Republican leadership responded to the move swiftly, describing
it as politically motivated executive overreach.
“I am stunned at (the Governor’s) broad and unprecedented view
of executive power, which directly contradicts how past Governors
have interpreted their clemency powers, and I am stunned at his
willingness to restore the rights of the most heinous criminals
without batting an eye,” House of Delegates Speaker William J.

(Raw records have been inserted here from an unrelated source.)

// SPDX-FileCopyrightText: 2026 pkgstore contributors
// SPDX-License-Identifier: MIT

//! Subresource-integrity style digest strings.
//!
//! An integrity string is `"<algorithm>-<base64(digest)>"`, for example
//! `sha512-3a81oZNherrMQXNJ...==`. Producers disagree about base64 padding,
//! so parsing strips `=` and ignores non-canonical trailing bits. Rendering
//! always emits canonical padded base64.

use std::fmt;
use std::str::FromStr;
use std::sync::LazyLock;

use data_encoding::{BASE64, Encoding, Specification};
use derive_more::Display;
use thiserror::Error;

use crate::{Algorithm, Hash, UnknownAlgorithm};

const BASE64_SYMBOLS: &str = "ABCDEFGHIJKLMNOPQRSTUVWXYZabcdefghijklmnopqrstuvwxyz0123456789+/";

/// Padding-free base64 decoder that accepts non-zero trailing bits.
static BASE64_LENIENT: LazyLock<Encoding> = LazyLock::new(|| {
    let mut spec = Specification::new();
    spec.symbols.push_str(BASE64_SYMBOLS);
    spec.check_trailing_bits = false;
    spec.encoding().unwrap()
});

/// Why an integrity string could not be parsed.
#[derive(Display, Debug, PartialEq, Eq, Clone, Copy)]
pub enum MalformedReason {
    #[display("missing '-' between algorithm and digest")]
    MissingSeparator,
    #[display("empty algorithm")]
    EmptyAlgorithm,
    #[display("empty digest")]
    EmptyDigest,
    #[display("digest contains characters outside the base64 alphabet")]
    InvalidCharacter,
    #[display("digest is not valid base64")]
    InvalidBase64,
    #[display("digest has {actual} bytes, expected {expected}")]
    WrongLength { expected: usize, actual: usize },
}

#[derive(Error, Debug, PartialEq, Eq, Clone)]
pub enum IntegrityError {
    #[error("malformed integrity '{digest}': {reason}")]
    Malformed {
        digest: String,
        reason: MalformedReason,
    },

    #[error(transparent)]
    UnsupportedAlgorithm(#[from] UnknownAlgorithm),

    #[error("{algorithm} integrity mismatch: expected {expected}, got {provided}")]
    Mismatch {
        algorithm: Algorithm,
        expected: String,
        provided: String,
    },
}

impl IntegrityError {
    fn malformed(digest: &str, reason: MalformedReason) -> Self {
        IntegrityError::Malformed {
            digest: digest.to_owned(),
            reason,
        }
    }

    /// True for the variant produced when well-formed content fails the
    /// comparison, as opposed to an unusable digest string.
    pub fn is_mismatch(&self) -> bool {
        matches!(self, IntegrityError::Mismatch { .. })
    }
}

/// [`Display`](fmt::Display) adapter rendering a [`Hash`] as an integrity
/// string. Obtained through [`Hash::as_sri`].
#[derive(Debug, Clone, Copy)]
pub struct Sri<'a>(pub(crate) &'a Hash);

impl fmt::Display for Sri<'_> {
    fn fmt(&self, f: &mut fmt::Formatter<'_>) -> fmt::Result {
        write!(
            f,
            "{}-{}",
            self.0.algorithm(),
            BASE64.encode(self.0.digest_bytes())
        )
    }
}

/// Split `s` into its algorithm and raw digest bytes.
///
/// The digest length is not checked against the algorithm here; a short or
/// long digest is a mismatch for [`verify_digest`] but a parse error for
/// [`Hash::from_str`].
fn split_sri(s: &str) -> Result<(Algorithm, Vec<u8>), IntegrityError> {
    let (algorithm, payload) = s
        .split_once('-')
        .ok_or_else(|| IntegrityError::malformed(s, MalformedReason::MissingSeparator))?;
    if algorithm.is_empty() {
        return Err(IntegrityError::malformed(s, MalformedReason::EmptyAlgorithm));
    }
    if payload.is_empty() {
        return Err(IntegrityError::malformed(s, MalformedReason::EmptyDigest));
    }
    if !payload
        .bytes()
        .all(|b| b.is_ascii_alphanumeric() || matches!(b, b'+' | b'/' | b'='))
    {
        return Err(IntegrityError::malformed(s, MalformedReason::InvalidCharacter));
    }
    let algorithm: Algorithm = algorithm.parse()?;

    let unpadded = payload.trim_end_matches('=');
    if unpadded.is_empty() {
        return Err(IntegrityError::malformed(s, MalformedReason::EmptyDigest));
    }
    let digest = BASE64_LENIENT
        .decode(unpadded.as_bytes())
        .map_err(|_| IntegrityError::malformed(s, MalformedReason::InvalidBase64))?;
    Ok((algorithm, digest))
}

impl FromStr for Hash {
    type Err = IntegrityError;

    fn from_str(s: &str) -> Result<Self, Self::Err> {
        let (algorithm, digest) = split_sri(s)?;
        Hash::from_slice(algorithm, &digest).map_err(|_| {
            IntegrityError::malformed(
                s,
                MalformedReason::WrongLength {
                    expected: algorithm.size(),
                    actual: digest.len(),
                },
            )
        })
    }
}

/// A parsed integrity string to check digests against.
///
/// Keeps the caller's original text so mismatches can report it verbatim.
#[derive(Debug, Clone, PartialEq, Eq)]
pub struct ExpectedDigest {
    text: String,
    algorithm: Algorithm,
    digest: Vec<u8>,
}

impl ExpectedDigest {
    pub fn parse(s: &str) -> Result<Self, IntegrityError> {
        let (algorithm, digest) = split_sri(s)?;
        Ok(Self {
            text: s.to_owned(),
            algorithm,
            digest,
        })
    }

    pub fn algorithm(&self) -> Algorithm {
        self.algorithm
    }

    pub fn as_str(&self) -> &str {
        &self.text
    }

    /// Compare against an already computed digest. A digest of the wrong
    /// length simply does not match.
    pub fn check(&self, actual: &Hash) -> Result<(), IntegrityError> {
        if actual.algorithm() != self.algorithm || actual.digest_bytes() != self.digest.as_slice() {
            return Err(IntegrityError::Mismatch {
                algorithm: self.algorithm,
                expected: self.text.clone(),
                provided: actual.as_sri().to_string(),
            });
        }
        Ok(())
    }

    /// Hash `data` with the expected algorithm and compare.
    pub fn verify<D: AsRef<[u8]>>(&self, data: D) -> Result<Hash, IntegrityError> {
        let actual = self.algorithm.digest(data);
        self.check(&actual)?;
        Ok(actual)
    }
}

impl FromStr for ExpectedDigest {
    type Err = IntegrityError;

    fn from_str(s: &str) -> Result<Self, Self::Err> {
        Self::parse(s)
    }
}

impl fmt::Display for ExpectedDigest {
    fn fmt(&self, f: &mut fmt::Formatter<'_>) -> fmt::Result {
        f.write_str(&self.text)
    }
}

/// Check `data` against the integrity string `expected`.
///
/// Returns the freshly computed digest on success. On mismatch the error
/// carries `expected` verbatim next to the integrity string of what was
/// actually found, so both can be reported.
///
/// ```
/// use pkgstore_utils_hash::{Algorithm, verify_digest};
///
/// let sri = Algorithm::SHA512.digest("hello").as_sri().to_string();
/// assert!(verify_digest(&sri, "hello").is_ok());
/// assert!(verify_digest(&sri, "hellO").unwrap_err().is_mismatch());
/// ```
pub fn verify_digest<D: AsRef<[u8]>>(expected: &str, data: D) -> Result<Hash, IntegrityError> {
    ExpectedDigest::parse(expected)?.verify(data)
}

Howell wrote in a statement. “Yet, I am not surprised by the lengths
to which he is willing to go to deliver Virginia to Hillary Clinton in
November.
In response to requests for additional information on the persons
whose rights he restored, McAuliffe’s administration released
summary level data on May 11, which showed 79 percent were
convicted of nonviolent crimes and 41.8 percent had completed their
sentence and court supervision more than 10 years ago.

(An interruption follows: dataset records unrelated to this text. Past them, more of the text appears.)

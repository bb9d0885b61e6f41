// SPDX-FileCopyrightText: 2026 pkgstore contributors
// SPDX-License-Identifier: MIT

use std::io::{self, Write as _};
use std::path::{Path, PathBuf};

use pkgstore_store_core::PackageFilesIndex;
use tracing::debug;

use crate::Store;
use crate::error::{IoContext, NotFoundExt, StoreError};

impl Store {
    /// Persist `index` at `path`, replacing any previous index atomically.
    pub async fn write_index_file(
        &self,
        path: &Path,
        index: &PackageFilesIndex,
    ) -> Result<(), StoreError> {
        let json = serde_json::to_vec(index).map_err(|source| StoreError::IndexJson {
            path: path.to_owned(),
            source,
        })?;
        let dir = match path.parent() {
            Some(dir) if !dir.as_os_str().is_empty() => dir.to_owned(),
            _ => PathBuf::from("."),
        };
        self.ensure_dir(&dir).await?;

        let target = path.to_owned();
        tokio::task::spawn_blocking(move || replace_file(&dir, &target, &json))
            .await?
            .io_context(|| format!("Failed to write files index {}", path.display()))?;
        debug!(path = %path.display(), files = index.files.len(), "wrote files index");
        Ok(())
    }

    /// Load the index at `path`, or `None` if there is none.
    pub async fn read_index_file(
        &self,
        path: &Path,
    ) -> Result<Option<PackageFilesIndex>, StoreError> {
        let Some(data) = tokio::fs::read(path)
            .await
            .not_found_ok()
            .io_context(|| format!("Failed to read files index {}", path.display()))?
        else {
            return Ok(None);
        };
        serde_json::from_slice(&data)
            .map(Some)
            .map_err(|source| StoreError::IndexJson {
                path: path.to_owned(),
                source,
            })
    }
}

fn replace_file(dir: &Path, target: &Path, data: &[u8]) -> io::Result<()> {
    let mut temp = tempfile::Builder::new().prefix(".tmp-").tempfile_in(dir)?;
    temp.write_all(data)?;
    temp.persist(target).map_err(|e| e.error)?;
    Ok(())
}
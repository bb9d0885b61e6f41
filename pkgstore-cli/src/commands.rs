// SPDX-FileCopyrightText: 2026 pkgstore contributors
// SPDX-License-Identifier: MIT

use std::path::{Path, PathBuf};
use std::process::ExitCode;

use bytes::Bytes;
use pkgstore_cafs::{IoContext, Store};
use pkgstore_store_core::{Hash, PackageId};
use pkgstore_tarball::{TarballRequest, add_tarball_to_store};
use pkgstore_utils_hash::verify_digest;
use tracing::{info, warn};

use crate::error::CliError;

pub async fn add(
    store: &Store,
    tarball: &Path,
    integrity: Option<String>,
    package: PackageId,
) -> Result<ExitCode, CliError> {
    let buffer = Bytes::from(
        tokio::fs::read(tarball)
            .await
            .io_context(|| format!("Failed to read tarball {}", tarball.display()))?,
    );
    let index_file = match &integrity {
        Some(_) => None,
        None => Some(store.index_file_path(&store.algorithm().digest(&buffer))),
    };

    let added = add_tarball_to_store(
        store,
        TarballRequest {
            buffer,
            integrity,
            package,
            index_file,
        },
    )
    .await?;

    if let Some(path) = &added.index_file {
        println!("{}", path.display());
    }
    println!(
        "{} files{}",
        added.files_index.len(),
        if added.requires_build { " (requires build)" } else { "" }
    );
    Ok(ExitCode::SUCCESS)
}

pub async fn verify(store: &Store, index_path: &Path) -> Result<ExitCode, CliError> {
    let mut index = store
        .read_index_file(index_path)
        .await?
        .ok_or_else(|| CliError::MissingIndex(index_path.to_owned()))?;
    let side_effects_before = index.side_effects.as_ref().map_or(0, |s| s.len());

    let result = store.check_package_files(&mut index, false).await?;

    let side_effects_after = index.side_effects.as_ref().map_or(0, |s| s.len());
    if side_effects_after != side_effects_before {
        info!(
            dropped = side_effects_before - side_effects_after,
            "rewriting files index without broken side effects"
        );
        store.write_index_file(index_path, &index).await?;
    }

    info!(verified = store.verified_file_count(), "verification finished");
    if result.passed {
        println!("ok");
        Ok(ExitCode::SUCCESS)
    } else {
        println!("failed");
        Ok(ExitCode::FAILURE)
    }
}

pub async fn check(integrity: &str, file: &Path) -> Result<ExitCode, CliError> {
    let data = tokio::fs::read(file)
        .await
        .io_context(|| format!("Failed to read {}", file.display()))?;
    match verify_digest(integrity, &data) {
        Ok(_) => {
            println!("ok");
            Ok(ExitCode::SUCCESS)
        }
        Err(err) if err.is_mismatch() => {
            warn!("{err}");
            println!("mismatch");
            Ok(ExitCode::FAILURE)
        }
        Err(err) => Err(err.into()),
    }
}

pub fn content_path(
    store: &Store,
    integrity: &str,
    mode: Option<u32>,
    index: bool,
) -> Result<PathBuf, CliError> {
    let hash: Hash = integrity.parse()?;
    Ok(if index {
        store.index_file_path(&hash)
    } else {
        store.file_path_by_mode(&hash, mode.unwrap_or(0o644))
    })
}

Howell responded in a May 11 press release asking for more
detailed information regarding the individuals whose rights were
restored.
“The delayed, incomplete, and unverified data released by
Governor McAuliffe in no way excuses his reckless decision to
restore the civil rights of violent offenders and flagrant violation of
the constitution,” the statement read.
Democrats have framed the Governor’s executive order as a
necessary step to rectify more than a century of racial injustice.
“I stood in front of that Capitol, where in 1902, they had used
race to deny people the right to vote. They put a poll tax in, they put
a literacy test in, they disenfranchised felons,” McAuliffe said at a
May 11 town hall meeting at 31st St. Baptist Church. “… So for me
to stand there as the 72nd Governor, and erase 114 years of racial
injustice… was the greatest day of my Governorship.”

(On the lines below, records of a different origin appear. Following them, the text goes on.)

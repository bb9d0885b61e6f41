// SPDX-FileCopyrightText: 2026 pkgstore contributors
// SPDX-License-Identifier: MIT

use std::path::PathBuf;

use clap::{Parser, Subcommand};

/// Inspect and populate a content-addressable package store
#[derive(Parser, Debug)]
#[command(name = "pkgstore")]
pub struct Cli {
    /// Store directory (overrides the config file and PKGSTORE_STORE_DIR)
    #[arg(long, global = true)]
    pub store_dir: Option<PathBuf>,

    /// TOML config file (defaults to PKGSTORE_CONFIG)
    #[arg(long, global = true)]
    pub config: Option<PathBuf>,

    #[command(subcommand)]
    pub command: Command,
}

#[derive(Subcommand, Debug)]
pub enum Command {
    /// Add a package tarball to the store and write its files index
    Add {
        tarball: PathBuf,

        /// Integrity string the tarball must match, e.g. sha512-...
        #[arg(long)]
        integrity: Option<String>,

        /// Package name, used when the tarball has no package.json
        #[arg(long)]
        name: Option<String>,

        /// Package version, used when the tarball has no package.json
        #[arg(long)]
        version: Option<String>,
    },
    /// Verify that the store holds every file a files index refers to
    Verify { index: PathBuf },
    /// Check a file against an integrity string
    Check { integrity: String, file: PathBuf },
    /// Print the store path for an integrity string
    Path {
        integrity: String,

        /// Permission bits of the content, in octal
        #[arg(long, value_parser = parse_mode, conflicts_with = "index")]
        mode: Option<u32>,

        /// Print the files index location instead of a content location
        #[arg(long)]
        index: bool,
    },
}

fn parse_mode(s: &str) -> Result<u32, String> {
    let digits = s.strip_prefix("0o").unwrap_or(s);
    u32::from_str_radix(digits, 8).map_err(|e| format!("invalid octal mode '{s}': {e}"))
}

On a press call hosted by the Democratic National Committee and
the Democratic party of Virginia earlier May 11, U.S. Representative
Bobby Scott (D-VA) noted the racial breakdown of those whose
rights were restored.
“What stood out for me was that 45.9 percent of disenfranchised
voters are African-Americans even though blacks only account for
19.4 percent of the Commonwealth’s entire population,” Scott said.
“That clearly illustrates that the impact of the law was most keenly
felt by African-Americans.”
In a petition for writs of mandamus and prohibition that the
Virginia Supreme Court will consider on July 19, Howell, Virginia
Senate Majority Leader Tommy Norment and several other citizens
of the Commonwealth countered Democrats’ claims that the felon
disenfranchisement clause was targeted toward African-Americans.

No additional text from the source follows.